Yeah, I guess you're right. The comment only rewords *what* the code
does, so not super informative. Never mind that suggestion.

> In the middle of the test, like this, right?
>
>                  else if (!paged &&
>                           /* avoid order-3 allocations if device
>                            * can handle skb frags (sg)
>                            */
>                           (fraglen + alloc_extra < SKB_MAX_ALLOC ||
>                           !(rt->dst.dev->features & NETIF_F_SG)))
>
> I should make it less-equal while at it.
>
> > >                                 alloclen = fraglen;
> > >                         else {
> > >                                 alloclen = min_t(int, fraglen, MAX_HEADER);
> > >                                 pagedlen = fraglen - alloclen;
> > >                         }
> > >
> > > -                       alloclen += exthdrlen;
> > > -
> > > -                       /* The last fragment gets additional space at tail.
> > > -                        * Note, with MSG_MORE we overallocate on fragments,
> > > -                        * because we have no idea what fragment will be
> > > -                        * the last.
> > > -                        */
> > > -                       if (datalen == length + fraggap)

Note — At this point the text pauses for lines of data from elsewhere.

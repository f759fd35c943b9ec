use anyhow::{bail, Result};
use clap::{Parser, Subcommand};
use colored::*;
use std::path::{Path, PathBuf};
use wallpanel_core::{
    validate_wall, OptimizationReport, OptimizationRequest, Optimizer, Orientation, WallIssue,
};

#[derive(Parser)]
#[command(name = "wallpanel")]
#[command(about = "Wall panel planner - panels to buy and how to cut them", long_about = None)]
struct Cli {
    #[command(subcommand)]
    command: Commands,
}

#[derive(Subcommand)]
enum Commands {
    /// Compute panel placements for every wall of a project
    Optimize {
        /// Project file (YAML or JSON)
        #[arg(short, long)]
        input: PathBuf,

        /// Output file for the report (JSON)
        #[arg(short, long)]
        output: Option<PathBuf>,

        /// Always cut from fresh panels, never from offcuts
        #[arg(long)]
        no_offcuts: bool,
    },

    /// Generate SVG drawing of the walls from a report
    Generate {
        /// Input report file (JSON)
        #[arg(short, long)]
        input: PathBuf,

        /// Output SVG file
        #[arg(short, long)]
        output: PathBuf,
    },
}

fn main() -> Result<()> {
    let cli = Cli::parse();

    match cli.command {
        Commands::Optimize {
            input,
            output,
            no_offcuts,
        } => {
            optimize_command(input, output, no_offcuts)?;
        }
        Commands::Generate { input, output } => {
            generate_command(input, output)?;
        }
    }

    Ok(())
}

fn load_request(path: &Path) -> Result<OptimizationRequest> {
    let content = std::fs::read_to_string(path)?;
    let request = match path.extension().and_then(|s| s.to_str()) {
        Some("yaml") | Some("yml") => serde_yaml::from_str(&content)?,
        _ => serde_json::from_str(&content)?,
    };
    Ok(request)
}

fn optimize_command(input: PathBuf, output: Option<PathBuf>, no_offcuts: bool) -> Result<()> {
    println!("{}", "🔍 Loading project...".bright_blue());

    let mut request = load_request(&input)?;
    if no_offcuts {
        request.use_offcuts = false;
    }

    println!(
        "  {} walls, {} openings",
        request.walls.len().to_string().bright_white().bold(),
        request
            .walls
            .iter()
            .map(|w| w.openings.len())
            .sum::<usize>()
            .to_string()
            .bright_white()
            .bold()
    );
    println!(
        "  Panel: {} x {} cm",
        request.panel.width, request.panel.height
    );
    println!();

    let mut issue_count = 0;
    for wall in &request.walls {
        for issue in validate_wall(wall) {
            issue_count += 1;
            let message = match issue {
                WallIssue::WallTooWide => {
                    format!("wider than {} cm", wallpanel_core::geometry::MAX_WALL_WIDTH)
                }
                WallIssue::WallTooTall => {
                    format!("taller than {} cm", wallpanel_core::geometry::MAX_WALL_HEIGHT)
                }
                WallIssue::NegativeOpeningPosition { opening_id } => {
                    format!("opening '{}' has a negative position", opening_id)
                }
                WallIssue::OpeningOutOfBounds { opening_id } => {
                    format!("opening '{}' extends past the wall", opening_id)
                }
                WallIssue::OverlappingOpenings { first, second } => {
                    format!("openings '{}' and '{}' overlap", first, second)
                }
            };
            println!("  {} {}: {}", "✗".bright_red(), wall.id.bright_white(), message);
        }
    }
    if issue_count > 0 {
        bail!("{} problem(s) found in the project, fix them first", issue_count);
    }

    println!("{}", "🚀 Running optimization...".bright_blue());

    let optimizer = Optimizer::new(request)?;
    let report = optimizer.optimize()?;

    println!();
    println!("{}", "✅ Optimization complete!".bright_green().bold());
    println!();

    print_report(&report);

    if let Some(output_path) = output {
        let json = serde_json::to_string_pretty(&report)?;
        std::fs::write(&output_path, json)?;
        println!(
            "💾 Saved report to {}",
            output_path.display().to_string().bright_white()
        );
    } else {
        let json = serde_json::to_string_pretty(&report)?;
        println!("{}", json);
    }

    Ok(())
}

fn print_report(report: &OptimizationReport) {
    println!("{}", "📊 Results:".bright_yellow().bold());
    println!("  Walls:");
    for wall in &report.walls {
        let orientation = match wall.orientation {
            Orientation::Normal => "upright",
            Orientation::Rotated => "rotated",
        };
        println!(
            "    • {} ({} x {} cm, {}): {} panels, {} offcuts reused",
            wall.display_name().bright_white(),
            wall.width,
            wall.height,
            orientation,
            wall.new_panels,
            wall.offcuts_consumed
        );
    }
    println!();
    println!(
        "  Panels to buy: {}",
        report.new_panels.to_string().bright_white().bold()
    );
    println!(
        "  Useful area: {:.2} m²",
        report.useful_area / 10000.0
    );
    println!(
        "  Waste: {}",
        format!("{:.1}%", report.waste_percentage).bright_white()
    );

    let economy = &report.economy;
    if economy.consumed_count > 0 {
        println!(
            "  Offcuts reused: {} ({:.2} m²)",
            economy.consumed_count.to_string().bright_green(),
            economy.consumed_area / 10000.0
        );
    }
    if economy.available_count > 0 {
        println!(
            "  Offcuts left over: {} ({:.2} m²)",
            economy.available_count.to_string().bright_cyan(),
            economy.available_area / 10000.0
        );
    }

    println!();
}

fn generate_command(input: PathBuf, output: PathBuf) -> Result<()> {
    println!("{}", "🔍 Loading report...".bright_blue());

    let content = std::fs::read_to_string(&input)?;
    let report: OptimizationReport = serde_json::from_str(&content)?;

    println!("{}", "🎨 Generating SVG...".bright_blue());

    let svg = generate_svg(&report)?;
    std::fs::write(&output, svg)?;

    println!();
    println!(
        "{} Saved SVG to {}",
        "✅".bright_green(),
        output.display().to_string().bright_white()
    );

    Ok(())
}

/// Draws every wall with its placements and cut regions, stacked vertically.
/// Report coordinates are bottom-left origin, so y is flipped per wall.
fn generate_svg(report: &OptimizationReport) -> Result<String> {
    use std::fmt::Write;

    let mut svg = String::new();
    let margin = 20.0;
    let scale = 2.0;
    let wall_spacing = 40.0;

    let max_width = report.walls.iter().map(|w| w.width).fold(0.0, f64::max);
    let total_height: f64 = report
        .walls
        .iter()
        .map(|w| w.height / scale + wall_spacing)
        .sum();

    let svg_width = (max_width / scale) + (2.0 * margin);
    let svg_height = total_height + (2.0 * margin);

    writeln!(&mut svg, r#"<?xml version="1.0" encoding="UTF-8"?>"#)?;
    writeln!(
        &mut svg,
        r#"<svg xmlns="http://www.w3.org/2000/svg" width="{}" height="{}" viewBox="0 0 {} {}">"#,
        svg_width, svg_height, svg_width, svg_height
    )?;
    writeln!(
        &mut svg,
        r##"  <rect width="100%" height="100%" fill="#f5f5f5"/>"##
    )?;

    let mut y_offset = margin + wall_spacing / 2.0;

    for wall in &report.walls {
        let x = margin;
        let wall_width = wall.width / scale;
        let wall_height = wall.height / scale;
        let bottom = y_offset + wall_height;

        writeln!(
            &mut svg,
            r##"  <rect x="{}" y="{}" width="{}" height="{}" fill="#fff" stroke="#333" stroke-width="2"/>"##,
            x, y_offset, wall_width, wall_height
        )?;

        writeln!(
            &mut svg,
            r##"  <text x="{}" y="{}" font-family="Arial" font-size="14" fill="#333">{} ({} panels)</text>"##,
            x,
            y_offset - 5.0,
            wall.display_name(),
            wall.new_panels
        )?;

        for (index, placement) in report
            .placements
            .iter()
            .filter(|p| p.wall_id == wall.wall_id)
            .enumerate()
        {
            let px = x + (placement.x / scale);
            let pw = placement.width / scale;
            let ph = placement.height / scale;
            let py = bottom - (placement.y / scale) - ph;

            let (fill, stroke) = if placement.from_offcut() {
                ("#FF9800", "#E65100")
            } else {
                ("#4CAF50", "#2E7D32")
            };

            writeln!(
                &mut svg,
                r##"  <rect x="{}" y="{}" width="{}" height="{}" fill="{}" stroke="{}" stroke-width="1" opacity="0.7"/>"##,
                px, py, pw, ph, fill, stroke
            )?;

            for cut in &placement.cuts {
                let cw = cut.width / scale;
                let ch = cut.height / scale;
                let cx = px + (cut.x / scale);
                let cy = py + ph - (cut.y / scale) - ch;
                writeln!(
                    &mut svg,
                    r##"  <rect x="{}" y="{}" width="{}" height="{}" fill="#fff" stroke="#C62828" stroke-width="1" stroke-dasharray="3,2"/>"##,
                    cx, cy, cw, ch
                )?;
            }

            let mut label = (index + 1).to_string();
            if placement.orientation == Orientation::Rotated {
                label.push_str(" (R)");
            }
            if placement.needs_trim {
                label.push('*');
            }

            writeln!(
                &mut svg,
                r##"  <text x="{}" y="{}" font-family="Arial" font-size="10" fill="#fff" text-anchor="middle">{}</text>"##,
                px + pw / 2.0,
                py + ph / 2.0 + 3.0,
                label
            )?;
        }

        y_offset = bottom + wall_spacing;
    }

    writeln!(
        &mut svg,
        r##"  <text x="{}" y="{}" font-family="Arial" font-size="12" fill="#666">Panels: {} | Offcuts reused: {} | Waste: {:.1}%</text>"##,
        margin,
        svg_height - 5.0,
        report.new_panels,
        report.offcuts_consumed,
        report.waste_percentage
    )?;

    writeln!(&mut svg, "</svg>")?;

    Ok(svg)
}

> > > -                               alloclen += rt->dst.trailer_len;
> > > +                       alloclen += alloc_extra;
> > >
> > >                         if (transhdrlen) {
> > > -                               skb = sock_alloc_send_skb(sk,
> > > -                                               alloclen + hh_len + 15,
> > > +                               skb = sock_alloc_send_skb(sk, alloclen,
> > >                                                 (flags & MSG_DONTWAIT), &err);
> > >                         } else {
> > >                                 skb = NULL;
> > >                                 if (refcount_read(&sk->sk_wmem_alloc) + wmem_alloc_delta <=
> > >                                     2 * sk->sk_sndbuf)
> > > -                                       skb = alloc_skb(alloclen + hh_len + 15,
> > > +                                       skb = alloc_skb(alloclen,
> > >                                                         sk->sk_allocation);
> > >                                 if (unlikely(!skb))

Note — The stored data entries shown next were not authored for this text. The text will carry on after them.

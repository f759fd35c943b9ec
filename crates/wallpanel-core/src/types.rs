use serde::{Deserialize, Serialize};

/// Default smallest side (cm) an offcut must exceed to be kept for reuse.
pub const DEFAULT_MIN_OFFCUT_SIDE: f64 = 10.0;

/// Standard panel size as sold, before any rotation
#[derive(Debug, Clone, Copy, PartialEq, Serialize, Deserialize)]
pub struct PanelDimensions {
    pub width: f64,
    pub height: f64,
}

impl PanelDimensions {
    pub fn new(width: f64, height: f64) -> Self {
        Self { width, height }
    }

    pub fn area(&self) -> f64 {
        self.width * self.height
    }
}

/// Rectangular cutout in a wall (door, window, socket...)
#[derive(Debug, Clone, Serialize, Deserialize)]
pub struct Opening {
    pub id: String,
    pub x: f64,
    pub y: f64,
    pub width: f64,
    pub height: f64,
    /// Free-form label ("door", "window", "socket", or anything user defined).
    /// Only carried through to the cuts it causes.
    #[serde(rename = "type", default)]
    pub kind: String,
}

impl Opening {
    pub fn area(&self) -> f64 {
        self.width * self.height
    }
}

/// Wall to cover, dimensions in centimeters, origin bottom-left
#[derive(Debug, Clone, Serialize, Deserialize)]
pub struct Wall {
    pub id: String,
    #[serde(default)]
    pub name: String,
    pub width: f64,
    pub height: f64,
    #[serde(default)]
    pub openings: Vec<Opening>,
}

impl Wall {
    pub fn area(&self) -> f64 {
        self.width * self.height
    }
}

/// Input: what the user provides for one optimization run
#[derive(Debug, Clone, Serialize, Deserialize)]
pub struct OptimizationRequest {
    pub panel: PanelDimensions,
    pub walls: Vec<Wall>,
    /// Feed leftover material back into later placements
    #[serde(default = "default_true")]
    pub use_offcuts: bool,
    /// Smallest side (cm) an offcut must exceed to be considered reusable
    #[serde(default)]
    pub min_offcut_side: Option<f64>,
    /// Also harvest the material framing each cut region as offcuts
    #[serde(default = "default_true")]
    pub offcuts_from_cuts: bool,
}

impl OptimizationRequest {
    /// Request with the default run options.
    pub fn new(panel: PanelDimensions, walls: Vec<Wall>) -> Self {
        Self {
            panel,
            walls,
            use_offcuts: true,
            min_offcut_side: None,
            offcuts_from_cuts: true,
        }
    }
}

fn default_true() -> bool {
    true
}

#[derive(Debug, Clone, Copy, PartialEq, Eq, Serialize, Deserialize)]
#[serde(rename_all = "lowercase")]
pub enum Orientation {
    /// Panel used at its given width/height
    Normal,
    /// Panel turned 90°, width and height swapped
    Rotated,
}

/// Tiling chosen for one wall
#[derive(Debug, Clone, Copy, PartialEq, Serialize, Deserialize)]
pub struct OrientationConfig {
    pub orientation: Orientation,
    /// Effective panel width once the orientation is applied
    pub panel_width: f64,
    /// Effective panel height once the orientation is applied
    pub panel_height: f64,
    pub tiles_x: u32,
    pub tiles_y: u32,
}

/// Region removed from a panel because an opening sits behind it.
/// Coordinates are local to the owning panel.
#[derive(Debug, Clone, PartialEq, Serialize, Deserialize)]
pub struct Cut {
    pub x: f64,
    pub y: f64,
    pub width: f64,
    pub height: f64,
    #[serde(rename = "type")]
    pub kind: String,
}

/// One panel (or offcut) positioned on a wall
#[derive(Debug, Clone, Serialize, Deserialize)]
pub struct PanelPlacement {
    pub wall_id: String,
    pub x: f64,
    pub y: f64,
    pub width: f64,
    pub height: f64,
    pub orientation: Orientation,
    /// Smaller than the effective panel in at least one direction
    pub needs_trim: bool,
    pub cuts: Vec<Cut>,
    /// Offcut this placement is cut from; `None` means a fresh standard panel
    #[serde(default, skip_serializing_if = "Option::is_none")]
    pub offcut_id: Option<u64>,
}

impl PanelPlacement {
    pub fn from_offcut(&self) -> bool {
        self.offcut_id.is_some()
    }
}

/// Where on the original panel an offcut was taken from
#[derive(Debug, Clone, Copy, PartialEq, Eq, Hash, Serialize, Deserialize)]
#[serde(rename_all = "snake_case")]
pub enum OffcutPosition {
    /// Strip right of the trimmed width
    Right,
    /// Strip above the trimmed height
    Top,
    /// Corner left when both width and height were trimmed
    Corner,
    LeftOfCut,
    RightOfCut,
    BelowCut,
    AboveCut,
}

/// Placement an offcut was produced by
#[derive(Debug, Clone, PartialEq, Serialize, Deserialize)]
pub struct OffcutOrigin {
    pub wall_id: String,
    /// Index of the placement within its wall's placement list
    pub placement_index: usize,
    /// Wall coordinates of the originating placement
    pub x: f64,
    pub y: f64,
}

/// Reusable leftover piece of panel material
#[derive(Debug, Clone, Serialize, Deserialize)]
pub struct Offcut {
    pub id: u64,
    pub width: f64,
    pub height: f64,
    pub area: f64,
    pub origin: OffcutOrigin,
    pub position: OffcutPosition,
    /// Position of the piece relative to the original panel's bottom-left corner
    pub local_x: f64,
    pub local_y: f64,
    pub consumed: bool,
}

/// Placement output for a single wall
#[derive(Debug, Clone, Serialize, Deserialize)]
pub struct WallPlacementResult {
    pub wall_id: String,
    pub orientation: OrientationConfig,
    pub placements: Vec<PanelPlacement>,
    /// Placements cut from fresh standard panels
    pub new_panels: u32,
    pub offcuts_consumed: u32,
    /// Offcuts added to the pool while placing this wall
    pub offcuts_generated: u32,
    pub useful_area: f64,
}

/// Per-wall breakdown in the final report
#[derive(Debug, Clone, Serialize, Deserialize)]
pub struct WallSummary {
    pub wall_id: String,
    pub name: String,
    pub width: f64,
    pub height: f64,
    pub openings: usize,
    pub orientation: Orientation,
    pub new_panels: u32,
    pub offcuts_consumed: u32,
    pub offcuts_generated: u32,
    pub useful_area: f64,
}

impl WallSummary {
    /// Wall name, falling back to its id when unnamed.
    pub fn display_name(&self) -> &str {
        if self.name.is_empty() {
            &self.wall_id
        } else {
            &self.name
        }
    }
}

/// How much material offcut reuse saved, and what is left over
#[derive(Debug, Clone, Default, Serialize, Deserialize)]
pub struct OffcutEconomy {
    pub consumed_count: u32,
    pub consumed_area: f64,
    pub available_count: u32,
    pub available_area: f64,
}

/// Output: what the optimizer returns for a whole project
#[derive(Debug, Clone, Serialize, Deserialize)]
pub struct OptimizationReport {
    /// Every placement of every wall, in wall order then scan order
    pub placements: Vec<PanelPlacement>,
    /// Standard panels to buy
    pub new_panels: u32,
    pub offcuts_consumed: u32,
    /// `new_panels` times the area of one standard panel
    pub standard_panel_area: f64,
    /// Wall area minus openings, summed across walls
    pub useful_area: f64,
    pub waste_percentage: f64,
    pub walls: Vec<WallSummary>,
    pub economy: OffcutEconomy,
    /// Offcuts never consumed during the run, largest first
    pub available_offcuts: Vec<Offcut>,
}

/// Error type for optimization
#[derive(Debug, thiserror::Error)]
pub enum OptimizerError {
    #[error("Invalid input: {0}")]
    InvalidInput(String),
}

pub type Result<T> = std::result::Result<T, OptimizerError>;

> > >                                         err = -ENOBUFS;
> >
> > Is there any risk of regressions? If so, would it be preferable to try
> > regular alloc and only on failure, just below here, do the size and SG
> > test and if permitted jump back to the last of the three alloc_len
> > options?
>
> There is, that's what I tried in v1, Eric pointed out that we can't
> modify sk->sk_allocation here because UDP fast path doesn't take the
> lock, and pointed out that UNIX code has to handle similar problem.
> So I decided to just copy what AF_UNIX does. In practical terms
> MTU > 16k is highly unlikely on physical devices (AFAIK) and with
> messages that large hopefully the trip thru the memory allocator won't
> be all that noticeable? If we were capping at one page that'd be a
> problem, but my gut feeling was that order-2 cap is unlikely to hurt.
>
> But I can go back, I'd have to refactor sock_alloc_send_pskb() to pass
> gfp_t explicitly. Probably by creating another layer of helpers
> (__sock_alloc_send_pskb()?). sock_alloc_send_pskb() already takes 6
> params so I was also thinking of converting it to ERR_PTR() return
> (instead of passing the error pointer) (6 is max for register passing).
>
> Should I go back to retry?

For __GFP_NOWARN? Sorry, I missed that.

Okay, then I understand why this approach is preferable. And LGTM. Thanks!